Lo urgente que no importa: actividad física escolar y desidia legislativa
Lo que está en juego no es solo una demora legislativa, sino una definición política.
Hay temas que parecen importantes, pero no urgentes; y otros que son urgentes, pero no importan. En el caso del proyecto de ley que establece la realización diaria de actividad física en establecimientos educacionales —Boletín N.º 11.518-11—, la política chilena ha optado por el peor de los equilibrios: declararlo urgente, pero tratarlo como si no importara. Ingresado en 2017, el proyecto acumula más de siete años de tramitación en el Senado sin ser despachado. Se ha movido por comisiones, ha recibido indicaciones, ha sido objeto de “urgencias” administrativas, pero no logra concretarse como política pública efectiva.
Mientras tanto, el país enfrenta una crisis de salud infantojuvenil sin precedentes: más del 50% de los escolares presenta sobrepeso u obesidad, los niveles de sedentarismo aumentan sostenidamente y los trastornos de salud mental afectan a una proporción creciente de niñas, niños y adolescentes. ¿Cómo se explica, entonces, que una medida tan básica como garantizar 60 minutos de actividad física al día en las escuelas aún no tenga fuerza de ley?
Lo que está en juego no es solo una demora legislativa, sino una definición política. El Estado chileno ha tendido históricamente a organizar su acción educativa en torno al saber cognitivo, abstracto y medible, relegando la dimensión corporal a un plano accesorio. La actividad física ha sido tratada como una práctica optativa, más asociada al recreo que al derecho. Esa concepción reduccionista de la educación sigue viva en la arquitectura curricular y, como es evidente, también en la lentitud del proceso legislativo.
Desde una perspectiva crítica de política pública, el estancamiento del proyecto expresa algo más profundo: un orden de prioridades en que el bienestar integral de las infancias queda supeditado a la lógica procedimental del sistema político. La salud corporal y emocional de niños, niñas y jóvenes no ha logrado convertirse en un imperativo estructural del aparato legislativo, a pesar de que la evidencia técnica y científica lo exige con claridad.
Las escuelas, por su parte, siguen funcionando bajo un régimen que valora la quietud más que el movimiento, la instrucción más que la experiencia, y el control más que el juego.
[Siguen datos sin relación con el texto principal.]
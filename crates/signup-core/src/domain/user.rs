use std::fmt;

use chrono::{DateTime, Utc};
use serde::Serialize;
use uuid::Uuid;

/// User entity - a persisted signup.
///
/// `id` and `created_at` are assigned by the user store, never by callers.
#[derive(Debug, Clone, PartialEq, Eq, Serialize)]
pub struct User {
    pub id: Uuid,
    pub name: String,
    /// Argon2 PHC string. Never leaves the service.
    #[serde(skip_serializing)]
    pub password_hash: String,
    pub image_path: String,
    pub content: String,
    pub created_at: DateTime<Utc>,
}

/// Input for creating a user. The password is plaintext until the store
/// hashes it.
#[derive(Clone)]
pub struct NewUser {
    pub name: String,
    pub password: String,
    pub image_path: String,
    pub content: String,
}

impl NewUser {
    pub fn new(
        name: impl Into<String>,
        password: impl Into<String>,
        image_path: impl Into<String>,
        content: impl Into<String>,
    ) -> Self {
        Self {
            name: name.into(),
            password: password.into(),
            image_path: image_path.into(),
            content: content.into(),
        }
    }
}

impl fmt::Debug for NewUser {
    fn fmt(&self, f: &mut fmt::Formatter<'_>) -> fmt::Result {
        f.debug_struct("NewUser")
            .field("name", &self.name)
            .field("password", &"<redacted>")
            .field("image_path", &self.image_path)
            .field("content", &self.content)
            .finish()
    }
}

/// The mutable subset of a user.
#[derive(Debug, Clone, PartialEq, Eq)]
pub struct UserChanges {
    pub id: Uuid,
    pub name: String,
    pub image_path: String,
    pub content: String,
}

impl UserChanges {
    /// Start from the current state of `user`, so callers only overwrite
    /// the fields they mean to change.
    pub fn from_user(user: &User) -> Self {
        Self {
            id: user.id,
            name: user.name.clone(),
            image_path: user.image_path.clone(),
            content: user.content.clone(),
        }
    }

    pub fn apply_to(self, user: &mut User) {
        user.name = self.name;
        user.image_path = self.image_path;
        user.content = self.content;
    }
}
La exclusión estructural del cuerpo en la formación escolar no es una omisión neutra: es una forma específica de violencia institucional que configura subjetividades pasivas, medicalizadas y desvinculadas de su propia energía vital.
No se trata solo de “aumentar horas de clase de educación física”. Se trata de reconocer que el movimiento, el juego, la expresión corporal y la cooperación son condiciones formativas esenciales. Que el cuerpo no es una herramienta del aprendizaje, sino parte constitutiva del sujeto que aprende. Promover la actividad física escolar es promover salud, vínculos, autoestima, regulación emocional y comunidad.
El profesorado de educación física ha sostenido esta causa con responsabilidad, conocimiento y vocación pública. Pero sin respaldo normativo, toda buena práctica queda atrapada en la arbitrariedad institucional. Por eso, reincorporar la educación física como asignatura obligatoria en tercero y cuarto medio, aumentar su presencia horaria en los demás niveles, y dotarla de condiciones dignas de implementación, no puede seguir siendo un anhelo: debe ser una decisión política inaplazable.
Cada año sin esta ley es un año más de cuerpos en espera. De estudiantes que no se mueven, no juegan, no se expresan. De infancias que aprenden que la escuela no es un lugar para habitarse, sino para inmovilizarse.
Chile no puede seguir aplazando lo inaplazable. La omisión legislativa frente a este proyecto es, en el fondo, una omisión frente al cuerpo, la salud y la dignidad de la población infantojuvenil. Y eso, aunque no se diga, también es una forma de exclusión.